It’s officially been three weeks since I’ve started my new role as the data engineering manager at Vox Media.
Other than the work I’ve been doing to feel through ongoing projects and processes, I’ve been having fun articulating and ideating ways to make major wins for our data team. In this post, I’d love to share my thoughts on the importance of Data Science teams and how you can also begin to define a data strategy moving forward.
Why does your team exist?
Our Data team at Vox Media is a small but growing and knowledgeable group of data enthusiasts.
We exist to…
Provide Vox Media stakeholders with democratized and integrated data solutions to gain clarity, insights, and scale on first-party data.
Our vision is to…
Become a world-class data engineering team leading the way in developing production-ready and state-of-the-art data science solutions.
We do this by…
We stay curious, share what we know, support our team members, celebrate our successes, and learn from setbacks.
My first week at work involved meeting all the amazing people making these goals possible. In the world of software technologies, the software solutions we build are meant to be useful, loved, and impactful. Our code doesn’t exist to live in silos, never to be seen or understood. Bringing a team together means understanding that there are so many pieces to the journey of delivering valuable software solutions. And that this journey is cross-functional.
Get Clear on the Details
My second week at Vox Media was defining these differences and articulating them by functions.
Understanding the skills and functions needed to build fully democratized and integrated projects isn’t easy, especially when it comes to building teams (such as data science teams) where there is no industry standard for specific roles. How do we define a Data Engineer vs. a Machine Learning Engineer vs. a Machine Learning Researcher?
I began articulating these concepts as a means to have more discussions on perspectives that traditional teams across organizations may not realize as it relates to building team compositions that are quite different from the standard Software Engineering team (those as we’ve seen with DevOps and SRE Team Toplogies that even this is ever-changing). My ideas needed to acknowledge the technical contributors of the data team and the subject matter experts that help make our projects and ideas tangible. How do we have all stakeholders begin to understand and respect the priorities, skills, and differences that come with having different roles, backgrounds, and values? And What does this look like when the sum of the parts comes together?
I began to define these pieces and clarify as time went on. There are examples of amazing data science teams that also give back to the community through research publications, available datasets, and open-sourced solutions. Facebook Ai, LinkedIn, and Mozilla all have great data science teams. If our vision is to become world-class, there are certain and standards to be met.

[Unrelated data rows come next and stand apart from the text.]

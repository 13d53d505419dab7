use std::sync::Arc;

use anyhow::Result;
use clap::Parser;
use tracing::{info, warn};

use broadcast_hub::{
    Hub, Listener, Protocol,
    cli::{Cli, Command, ServeArgs},
    client,
};

fn init_tracing() {
    use tracing_subscriber::{EnvFilter, fmt};

    let filter = EnvFilter::try_from_default_env().unwrap_or_else(|_| EnvFilter::new("info"));
    let _ = fmt().with_env_filter(filter).with_target(false).try_init();
}

#[tokio::main]
async fn main() -> Result<()> {
    init_tracing();

    let cli = Cli::parse();
    match cli.command {
        Command::Serve(args) => serve(args).await?,
        Command::Client(args) => client::run(args).await?,
    }

    Ok(())
}

async fn serve(args: ServeArgs) -> Result<()> {
    let config = args.server_config();
    let hub = Arc::new(Hub::new());

    let bindings = match args.ws_listen {
        None => vec![(args.listen, Protocol::Auto)],
        Some(ws_listen) => vec![(args.listen, Protocol::Raw), (ws_listen, Protocol::WebSocket)],
    };
    let mut listeners = Vec::with_capacity(bindings.len());
    for (addr, protocol) in bindings {
        listeners.push(Listener::bind(addr, protocol, Arc::clone(&hub), &config).await?);
    }

    let mut handles = Vec::with_capacity(listeners.len());
    for listener in listeners {
        let protocol = listener.protocol();
        let handle = listener.spawn()?;
        info!(addr = %handle.addr(), %protocol, "hub listening");
        handles.push(handle);
    }

    if let Err(err) = tokio::signal::ctrl_c().await {
        warn!(error = ?err, "failed to install ctrl-c handler");
    }
    info!("shutting down");

    for handle in handles {
        if let Err(err) = handle.stop().await {
            warn!("listener exited with error: {err:?}");
        }
    }
    let closed = hub.stop().await;
    info!(closed, dropped = hub.dropped_count(), "hub stopped");

    Ok(())
}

I come from a DevOps background, where we’re often stuck in (sometimes transient) terminology, asking each other what is DevOps, What is SRE, What is GitOps, or What is Progressive Delivery? But, if we can focus on the buckets and areas of expertise, we can begin to have the right roles and capabilities for different projects on our team. I strove to also think about the current talent gap in the data science space, how we have over 21 million software developers in the world, but not nearly as many that understand and work on data solutions.
I ask these pointed questions not only in this post but also to my community and team. These discussions and conversations are what make new teams more well-rounded, inclusive, and successful.
I’ve come into the organization at a time when we’re so curious and excited about data and ethical usage of data in modern platforms and solutions, such as Forte. However, this doesn’t mean anything if we can’t fully articulate the value of our plans at an inter and intra-team level. Communication runs into a scale problem quickly when team dynamics are set in a top-down hierarchy.
I shared our team’s vision and mission statements earlier in this article because I am passionate about these outcomes. Sharing and defining this with my team was one of the first actions I took as the new manager. In modern software development, autonomy is how we can sustainably and reasonably scale to meet software demands. The contributors decide what to work on and when to get it done. As a manager, I’m here to support as best as I can.
I hope this was a great introduction to some of my reflections on what it takes to build a data science team. Coming into this role was by no accident. I’m passionate about bringing teams together to deliver their software with confidence and success. I do this by sharing what I know, holding space, and inspiring anyone interested in tech to do the same. I’m Tiffany Jachja, a Data Engineering Manager at Vox Media, and I’m excited to bring Data Science solutions to our networks, viewers, communities, and industry.